Austin reaches all-time high in homicides after defunding the police

Austin has experienced 60 homicides so far this year, the most in the 61 years that the police have kept records.

Hannah Nightingale Washington DC

As the Austin Police Department struggles to work with a dwindling number of officers, homicides in the city have reached a record high.

According to KVUE, Austin has experienced 60 homicides so far this year, the most in the 61 years that the police have kept records.

The next highest year for homicides was in 1984, where 59 homicides were committed as the city experienced a three year surge. More recently, 48 homicides were committed in 2020, 38 in 2019 and 35 in 2018, according to police records obtained by KVUE.

And on Sunday, two additional homicides brought the city to its record total.
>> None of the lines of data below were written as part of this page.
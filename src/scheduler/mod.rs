//! Deterministic topological scheduling (spec §4.3 / §8).
//!
//! The expanded graph's edges already guarantee a DAG (every input id is
//! smaller than its consumer after the expander's final rewrite), so a
//! straightforward Kahn's-algorithm sort suffices. The only subtlety the
//! determinism contract demands: whenever more than one node is ready at
//! once, the scheduler must break the tie the same way on every run. Ties
//! are broken by ascending `NodeId`, which is what makes "inputs have
//! strictly smaller schedule positions" something callers can rely on
//! without having to inspect the schedule itself.

use std::collections::BinaryHeap;
use std::cmp::Reverse;

use crate::ir::Node;
use crate::types::NodeId;

pub mod arena;

/// Ascending-id-ordered sequence of node ids to execute, one entry per
/// non-`Alias` node in the expanded graph.
#[derive(Debug, Clone, PartialEq, Eq)]
pub struct Schedule(pub Vec<NodeId>);

impl Schedule {
    pub fn as_slice(&self) -> &[NodeId] {
        &self.0
    }

    pub fn position_of(&self, id: NodeId) -> Option<usize> {
        self.0.iter().position(|&n| n == id)
    }
}

pub fn schedule(nodes: &[Node]) -> Schedule {
    let n = nodes.len();
    let mut indegree = vec![0usize; n];
    let mut consumers: Vec<Vec<usize>> = vec![Vec::new(); n];

    for (i, node) in nodes.iter().enumerate() {
        if let Node::Op { inputs, .. } = node {
            indegree[i] = inputs.len();
            for input in inputs {
                consumers[input.index()].push(i);
            }
        }
    }

    let mut ready: BinaryHeap<Reverse<usize>> = BinaryHeap::new();
    for (i, &deg) in indegree.iter().enumerate() {
        if deg == 0 {
            ready.push(Reverse(i));
        }
    }

    let mut order = Vec::with_capacity(n);
    while let Some(Reverse(i)) = ready.pop() {
        order.push(NodeId(i as u32));
        for &consumer in &consumers[i] {
            indegree[consumer] -= 1;
            if indegree[consumer] == 0 {
                ready.push(Reverse(consumer));
            }
        }
    }

    debug_assert_eq!(order.len(), n, "expanded graph must be acyclic by construction");
    Schedule(order)
}
//! Core value types shared across the IR, scheduler and ABI.

use serde::{Deserialize, Serialize};

/// Stable integer identifier for an IR node. Assigned by insertion order,
/// never reused. Stored as `u32` internally; the native ABI narrows it to
/// a signed 32-bit value, with `-1` meaning "none/failure".
#[derive(Debug, Clone, Copy, PartialEq, Eq, PartialOrd, Ord, Hash, Serialize, Deserialize)]
pub struct NodeId(pub u32);

impl NodeId {
    pub fn index(self) -> usize {
        self.0 as usize
    }
}

impl From<u32> for NodeId {
    fn from(v: u32) -> Self {
        NodeId(v)
    }
}

/// Element type tag. Only `F32` carries a numeric execution contract today;
/// the others round-trip through the IR, shape inference and the ABI's
/// dtype enum but are not yet backed by kernels (the ABI pointer type is
/// "F32 storage for now", per the native interface contract).
#[derive(Debug, Clone, Copy, PartialEq, Eq, Serialize, Deserialize)]
pub enum DType {
    F32,
    F16,
    I32,
    I8,
}

impl DType {
    /// Wire value used by the native ABI's dtype enum.
    pub fn wire_value(self) -> i32 {
        match self {
            DType::F32 => 0,
            DType::F16 => 1,
            DType::I32 => 2,
            DType::I8 => 3,
        }
    }

    pub fn from_wire_value(v: i32) -> Option<Self> {
        match v {
            0 => Some(DType::F32),
            1 => Some(DType::F16),
            2 => Some(DType::I32),
            3 => Some(DType::I8),
            _ => None,
        }
    }

    /// Size in bytes of one element of this dtype.
    pub fn size_bytes(self) -> usize {
        match self {
            DType::F32 => 4,
            DType::F16 => 2,
            DType::I32 => 4,
            DType::I8 => 1,
        }
    }
}

/// A finite, ordered sequence of positive dimension sizes.
#[derive(Debug, Clone, PartialEq, Eq, Serialize, Deserialize)]
pub struct Shape(pub Vec<usize>);

impl Shape {
    pub fn new(dims: impl Into<Vec<usize>>) -> Self {
        Shape(dims.into())
    }

    pub fn as_slice(&self) -> &[usize] {
        &self.0
    }

    pub fn ndim(&self) -> usize {
        self.0.len()
    }

    /// Total element count (product of dimensions). An empty shape
    /// (rank 0) has size 1, matching scalar semantics.
    pub fn size(&self) -> usize {
        self.0.iter().product()
    }

    pub fn byte_size(&self, dtype: DType) -> usize {
        self.size() * dtype.size_bytes()
    }
}

impl From<Vec<usize>> for Shape {
    fn from(dims: Vec<usize>) -> Self {
        Shape(dims)
    }
}

impl From<&[usize]> for Shape {
    fn from(dims: &[usize]) -> Self {
        Shape(dims.to_vec())
    }
}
At around 2:20am near a nightclub on North Lamar Boulevard, a person was shot. Just moments later, police responded to a a stabbing near Sixth and Nueces streets.

The homicide rate has grown to 6.2 per 100,000 residents this year, up from 5.0 in 2020 and 4.2 homicides per 100,000 residents in 2016.
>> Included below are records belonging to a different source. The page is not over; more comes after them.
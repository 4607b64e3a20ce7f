//! Lowers composite ops into primitive sub-DAGs (spec §4.2).
//!
//! Expansion runs in two passes over the frozen graph's node list. Pass one
//! copies every `Input`/`Parameter`/already-primitive `Op` node across
//! unchanged, reserving ids `0..N` for the original graph exactly as built.
//! Pass two walks the composite nodes in ascending id order — safe because a
//! composite's own inputs always have smaller ids than the composite itself,
//! so by the time a composite is expanded every value it depends on has
//! already been expanded — and appends the primitive nodes its lowering
//! needs at ids `>= N`, leaving an `Alias` behind at the composite's
//! original slot so anything that referenced it by id still resolves.
//!
//! A final rewrite pass follows every kept node's `inputs` through
//! [`resolve`] so the expanded graph never contains an edge pointing at an
//! `Alias`.

use crate::error::VectoriaResult;
use crate::ir::{ElementwiseOp, Graph, Node, OpKind, PrimitiveOp};
use crate::types::{DType, NodeId, Shape};

/// The graph produced by expansion: a flat primitive-only node list plus the
/// resolved output id. Holds no reference back to the source `Graph`.
pub struct ExpandedGraph {
    pub nodes: Vec<Node>,
    pub output: NodeId,
    /// For each expanded node, the original composite id it was generated
    /// from, if any — used by the trace recorder to attribute a primitive
    /// kernel dispatch back to the composite op a caller actually asked for.
    pub composite_origin: Vec<Option<NodeId>>,
}

pub fn expand(graph: &Graph) -> VectoriaResult<ExpandedGraph> {
    let source = graph.nodes();
    let output = graph.output()?;

    let mut nodes: Vec<Node> = Vec::with_capacity(source.len());
    let mut composite_origin: Vec<Option<NodeId>> = Vec::with_capacity(source.len());
    let mut remap: Vec<Option<NodeId>> = vec![None; source.len()];

    for (i, node) in source.iter().enumerate() {
        match node {
            Node::Input { .. } | Node::Parameter { .. } => {
                nodes.push(node.clone());
                composite_origin.push(None);
                remap[i] = Some(NodeId(i as u32));
            }
            Node::Op { op: OpKind::Primitive(_), .. } => {
                nodes.push(node.clone());
                composite_origin.push(None);
                remap[i] = Some(NodeId(i as u32));
            }
            Node::Op { .. } => {
                // Composite: placeholder, expanded in the second pass below.
                nodes.push(node.clone());
                composite_origin.push(None);
            }
            Node::Alias { .. } => unreachable!("source graph never contains Alias nodes"),
        }
    }

    for i in 0..source.len() {
        if remap[i].is_some() {
            continue;
        }
        let Node::Op { op, inputs, shape, dtype } = &source[i] else {
            unreachable!("non-primitive, non-alias path already filtered above");
        };
        let resolved_inputs: Vec<NodeId> = inputs
            .iter()
            .map(|id| remap[id.index()].expect("composite inputs expand before the composite itself"))
            .collect();
        let origin = NodeId(i as u32);
        let final_id = expand_composite(&mut nodes, &mut composite_origin, origin, op, &resolved_inputs, shape, *dtype);
        nodes[i] = Node::Alias { target: final_id };
        remap[i] = Some(NodeId(i as u32));
    }

    let resolved: Vec<Vec<NodeId>> = nodes
        .iter()
        .map(|node| match node {
            Node::Op { inputs, .. } => inputs.iter().map(|id| resolve_in(&nodes, *id)).collect(),
            _ => Vec::new(),
        })
        .collect();
    for (node, new_inputs) in nodes.iter_mut().zip(resolved.into_iter()) {
        if let Node::Op { inputs, .. } = node {
            *inputs = new_inputs;
        }
    }

    let resolved_output = resolve_in(&nodes, output);

    Ok(ExpandedGraph { nodes, output: resolved_output, composite_origin })
}

fn resolve_in(nodes: &[Node], mut id: NodeId) -> NodeId {
    loop {
        match &nodes[id.index()] {
            Node::Alias { target } => id = *target,
            _ => return id,
        }
    }
}

struct Builder<'a> {
    nodes: &'a mut Vec<Node>,
    origin_log: &'a mut Vec<Option<NodeId>>,
    origin: NodeId,
}

impl<'a> Builder<'a> {
    fn push(&mut self, op: PrimitiveOp, inputs: Vec<NodeId>, shape: Shape, dtype: DType) -> NodeId {
        let id = NodeId(self.nodes.len() as u32);
        self.nodes.push(Node::Op { op: OpKind::Primitive(op), inputs, shape, dtype });
        self.origin_log.push(Some(self.origin));
        id
    }

    fn shape_of(&self, id: NodeId) -> Shape {
        self.nodes[id.index()].shape().clone()
    }

    fn dtype_of(&self, id: NodeId) -> DType {
        self.nodes[id.index()].dtype()
    }

    fn row_reduced_shape(&self, id: NodeId) -> Shape {
        let dims = self.shape_of(id);
        Shape::new(dims.as_slice()[..dims.ndim() - 1].to_vec())
    }

    fn reduce_sum(&mut self, id: NodeId) -> NodeId {
        let shape = self.row_reduced_shape(id);
        let dtype = self.dtype_of(id);
        self.push(PrimitiveOp::ReduceSum, vec![id], shape, dtype)
    }

    fn reduce_max(&mut self, id: NodeId) -> NodeId {
        let shape = self.row_reduced_shape(id);
        let dtype = self.dtype_of(id);
        self.push(PrimitiveOp::ReduceMax, vec![id], shape, dtype)
    }

    fn sub_row(&mut self, full: NodeId, row: NodeId) -> NodeId {
        let shape = self.shape_of(full);
        let dtype = self.dtype_of(full);
        self.push(PrimitiveOp::Elementwise(ElementwiseOp::Sub), vec![full, row], shape, dtype)
    }

    fn div_row(&mut self, full: NodeId, row: NodeId) -> NodeId {
        let shape = self.shape_of(full);
        let dtype = self.dtype_of(full);
        self.push(PrimitiveOp::Elementwise(ElementwiseOp::DivRow), vec![full, row], shape, dtype)
    }

    fn exp(&mut self, id: NodeId) -> NodeId {
        let (shape, dtype) = (self.shape_of(id), self.dtype_of(id));
        self.push(PrimitiveOp::Elementwise(ElementwiseOp::Exp), vec![id], shape, dtype)
    }

    fn log(&mut self, id: NodeId) -> NodeId {
        let (shape, dtype) = (self.shape_of(id), self.dtype_of(id));
        self.push(PrimitiveOp::Elementwise(ElementwiseOp::Log), vec![id], shape, dtype)
    }

    fn neg(&mut self, id: NodeId) -> NodeId {
        let (shape, dtype) = (self.shape_of(id), self.dtype_of(id));
        self.push(PrimitiveOp::Elementwise(ElementwiseOp::Neg), vec![id], shape, dtype)
    }

    fn scalar_mul(&mut self, id: NodeId, scalar: f32) -> NodeId {
        let (shape, dtype) = (self.shape_of(id), self.dtype_of(id));
        self.push(PrimitiveOp::Elementwise(ElementwiseOp::ScalarMul { scalar }), vec![id], shape, dtype)
    }

    fn recip_sqrt(&mut self, id: NodeId, eps: f32) -> NodeId {
        let (shape, dtype) = (self.shape_of(id), self.dtype_of(id));
        self.push(PrimitiveOp::Elementwise(ElementwiseOp::RecipSqrt { eps }), vec![id], shape, dtype)
    }

    fn mul(&mut self, a: NodeId, b: NodeId, out_shape: Shape) -> NodeId {
        let dtype = self.dtype_of(a);
        self.push(PrimitiveOp::Mul, vec![a, b], out_shape, dtype)
    }

    fn bias_add(&mut self, a: NodeId, b: NodeId) -> NodeId {
        let (shape, dtype) = (self.shape_of(a), self.dtype_of(a));
        self.push(PrimitiveOp::BiasAdd, vec![a, b], shape, dtype)
    }

    fn add(&mut self, a: NodeId, b: NodeId) -> NodeId {
        let (shape, dtype) = (self.shape_of(a), self.dtype_of(a));
        self.push(PrimitiveOp::Add, vec![a, b], shape, dtype)
    }

    fn relu(&mut self, id: NodeId) -> NodeId {
        let (shape, dtype) = (self.shape_of(id), self.dtype_of(id));
        self.push(PrimitiveOp::Relu, vec![id], shape, dtype)
    }

    fn matmul(&mut self, a: NodeId, b: NodeId, out_shape: Shape) -> NodeId {
        let dtype = self.dtype_of(a);
        self.push(PrimitiveOp::MatMul, vec![a, b], out_shape, dtype)
    }

    fn transpose(&mut self, id: NodeId, perm: Vec<usize>) -> NodeId {
        let dims = self.shape_of(id);
        let src = dims.as_slice();
        let shape = Shape::new(perm.iter().map(|&i| src[i]).collect::<Vec<_>>());
        let dtype = self.dtype_of(id);
        self.push(PrimitiveOp::Transpose { perm }, vec![id], shape, dtype)
    }

    fn reshape(&mut self, id: NodeId, target: Shape) -> NodeId {
        let dtype = self.dtype_of(id);
        self.push(PrimitiveOp::Reshape { target_shape: target.clone() }, vec![id], target, dtype)
    }

    /// `x - max(x); exp; sum; divide` — `Softmax` and `SoftmaxStable` are
    /// aliases of the same lowering (see DESIGN.md Open Questions: the
    /// numerically naive and numerically stable formulations only differ in
    /// whether the max-subtraction happens, and skipping it buys nothing but
    /// overflow risk, so both names compile to the stable form).
    fn softmax_stable(&mut self, x: NodeId) -> NodeId {
        let m = self.reduce_max(x);
        let s = self.sub_row(x, m);
        let e = self.exp(s);
        let z = self.reduce_sum(e);
        self.div_row(e, z)
    }

    fn log_softmax(&mut self, x: NodeId) -> NodeId {
        let m = self.reduce_max(x);
        let s = self.sub_row(x, m);
        let exp_s = self.exp(s);
        let z = self.reduce_sum(exp_s);
        let log_z = self.log(z);
        self.sub_row(s, log_z)
    }

    fn layer_norm(&mut self, x: NodeId, gamma: NodeId, beta: NodeId, eps: f32) -> NodeId {
        let n = *self.shape_of(x).as_slice().last().unwrap() as f32;
        let sum_x = self.reduce_sum(x);
        let mean = self.scalar_mul(sum_x, 1.0 / n);
        let centered = self.sub_row(x, mean);
        let sq = self.mul(centered, centered, self.shape_of(centered));
        let sum_sq = self.reduce_sum(sq);
        let var = self.scalar_mul(sum_sq, 1.0 / n);
        let inv_std = self.recip_sqrt(var, eps);
        let inv_std_sq = self.mul(inv_std, inv_std, self.shape_of(inv_std));
        // 1/sqrt(inv_std^2) = 1/|inv_std| = std, recovering sqrt(var+eps)
        // from its own reciprocal without a standalone sqrt primitive.
        let std = self.recip_sqrt(inv_std_sq, 0.0);
        let normalized = self.div_row(centered, std);
        let scaled = self.mul(normalized, gamma, self.shape_of(normalized));
        self.bias_add(scaled, beta)
    }

    fn cross_entropy(&mut self, logits: NodeId, target: NodeId) -> NodeId {
        let ls = self.log_softmax(logits);
        let shape = self.shape_of(ls);
        let prod = self.mul(target, ls, shape);
        let sum = self.reduce_sum(prod);
        self.neg(sum)
    }

    fn attention(&mut self, q: NodeId, k: NodeId, v: NodeId) -> NodeId {
        let dk = *self.shape_of(q).as_slice().last().unwrap() as f32;
        let scale = 1.0 / dk.sqrt();
        let kt = self.transpose(k, vec![1, 0]);
        let raw = self.matmul(q, kt, Shape::new(vec![self.shape_of(q).as_slice()[0], self.shape_of(k).as_slice()[0]]));
        let scores = self.scalar_mul(raw, scale);
        let a = self.softmax_stable(scores);
        let out_shape = self.shape_of(v);
        self.matmul(a, v, Shape::new(vec![self.shape_of(a).as_slice()[0], out_shape.as_slice()[1]]))
    }

    fn multi_head_attention(&mut self, x: NodeId, wq: NodeId, wk: NodeId, wv: NodeId, wo: NodeId, num_heads: usize) -> NodeId {
        let dims = self.shape_of(x);
        let (t, d_model) = (dims.as_slice()[0], dims.as_slice()[1]);
        let dk = d_model / num_heads;

        let q = self.matmul(x, wq, Shape::new(vec![t, d_model]));
        let k = self.matmul(x, wk, Shape::new(vec![t, d_model]));
        let v = self.matmul(x, wv, Shape::new(vec![t, d_model]));

        let qh = self.reshape(q, Shape::new(vec![t, num_heads, dk]));
        let kh = self.reshape(k, Shape::new(vec![t, num_heads, dk]));
        let vh = self.reshape(v, Shape::new(vec![t, num_heads, dk]));

        let qht = self.transpose(qh, vec![1, 0, 2]);
        let kht = self.transpose(kh, vec![1, 0, 2]);
        let vht = self.transpose(vh, vec![1, 0, 2]);

        let kht_t = self.transpose(kht, vec![0, 2, 1]);
        let raw_scores = self.matmul(qht, kht_t, Shape::new(vec![num_heads, t, t]));
        let scale = 1.0 / (dk as f32).sqrt();
        let scores = self.scalar_mul(raw_scores, scale);
        let a = self.softmax_stable(scores);
        let out_heads = self.matmul(a, vht, Shape::new(vec![num_heads, t, dk]));
        let out_t = self.transpose(out_heads, vec![1, 0, 2]);
        let out_flat = self.reshape(out_t, Shape::new(vec![t, d_model]));
        self.matmul(out_flat, wo, Shape::new(vec![t, d_model]))
    }

    #[allow(clippy::too_many_arguments)]
    fn transformer_encoder(
        &mut self,
        x: NodeId,
        wq: NodeId,
        wk: NodeId,
        wv: NodeId,
        wo: NodeId,
        gamma1: NodeId,
        beta1: NodeId,
        w_ff1: NodeId,
        b_ff1: NodeId,
        w_ff2: NodeId,
        b_ff2: NodeId,
        gamma2: NodeId,
        beta2: NodeId,
        num_heads: usize,
        eps: f32,
    ) -> NodeId {
        let mha_out = self.multi_head_attention(x, wq, wk, wv, wo, num_heads);
        let res1 = self.add(x, mha_out);
        let y1 = self.layer_norm(res1, gamma1, beta1, eps);

        let ff1 = self.matmul(y1, w_ff1, Shape::new(vec![self.shape_of(y1).as_slice()[0], self.shape_of(w_ff1).as_slice()[1]]));
        let ff1b = self.bias_add(ff1, b_ff1);
        let ff1r = self.relu(ff1b);
        let ff2 = self.matmul(ff1r, w_ff2, self.shape_of(y1));
        let ff2b = self.bias_add(ff2, b_ff2);
        let res2 = self.add(y1, ff2b);
        self.layer_norm(res2, gamma2, beta2, eps)
    }
}

#[allow(clippy::too_many_arguments)]
fn expand_composite(
    nodes: &mut Vec<Node>,
    origin_log: &mut Vec<Option<NodeId>>,
    origin: NodeId,
    op: &OpKind,
    inputs: &[NodeId],
    _declared_shape: &Shape,
    _declared_dtype: DType,
) -> NodeId {
    let mut b = Builder { nodes, origin_log, origin };
    match op {
        OpKind::Softmax | OpKind::SoftmaxStable => b.softmax_stable(inputs[0]),
        OpKind::LogSoftmax => b.log_softmax(inputs[0]),
        OpKind::CrossEntropy => b.cross_entropy(inputs[0], inputs[1]),
        OpKind::LayerNorm { eps } => b.layer_norm(inputs[0], inputs[1], inputs[2], *eps),
        OpKind::Attention => b.attention(inputs[0], inputs[1], inputs[2]),
        OpKind::MultiHeadAttention { num_heads } => {
            b.multi_head_attention(inputs[0], inputs[1], inputs[2], inputs[3], inputs[4], *num_heads)
        }
        OpKind::TransformerEncoder { num_heads, eps } => b.transformer_encoder(
            inputs[0], inputs[1], inputs[2], inputs[3], inputs[4], inputs[5], inputs[6], inputs[7], inputs[8], inputs[9],
            inputs[10], inputs[11], inputs[12], *num_heads, *eps,
        ),
        OpKind::Primitive(_) => unreachable!("primitives never reach expand_composite"),
    }
}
So far, 49 of the 60 cases have had files charges. The other 11 are actively being investigated.

According to KVUE, "Experts attribute a number of reasons to the crime spike, which is also happening in other major U.S. cities. They say the availability of guns is contributing, as well as unrest and instability from the COVID-19 pandemic."

The city's police force is also stretched thin, with officer shortages and a large chunk of the budget being cut.

"Council members, by canceling Police Department cadet classes and stripping up to $150 million from the $434 million police budget, failed to anticipate the consequences," wrote the Austin American-Statesman. "Several acknowledge that the department is now left with a bare-bones patrol staff suffering unprecedented attrition. The council has reinstated cadet classes, but the first graduates won’t hit the streets until spring. The department has about 1,800 officers, roughly the same number it had in 2016."

As a result of the shortages, Austin police are no longer responding to incidents deemed to be non emergencies, like theft, verbal disputes, prostitution, animal services, burglary of a residence, vehicle, or business, and COVID-19 violations.

Residents in cases like these are prompted to call 311, rather than 911, to file a report.

In one case, response from the police took over a month.

A North Carolina man said last month that his daughter was in Austin for a bachelorette party with friends when the house they were renting was robbed,  according to KXAN-TV.

"They proceeded to call the police and were referred to 311, who instructed them to start an online report. And no law enforcement official arrived at the location," Darin Short said.

Short said that they had not heard back for weeks regarding the issue, only to finally received a call Wednesday afternoon saying an officer should contact them within 48 hours.

In response, political action committee Save Austin Now has launched an effort to get a proposition on the upcoming November election's ballot that would require two police officers for every 100,000 people in the city.

The proposition has been met with opposition though, with city leaders, organizations, and activists arguing that it would take money away from other city services and would not make the city safer.

Interim Police Chief Joseph Chacon has blamed gun crime for the rising crime rates within the city, specifically in homicides and non-domestic aggravated assault, as well as armed robberies.

To fight this, police have issued a number of initiatives to stop the trend, including launching a Violence Intervention Program aimed at preventing gun crime.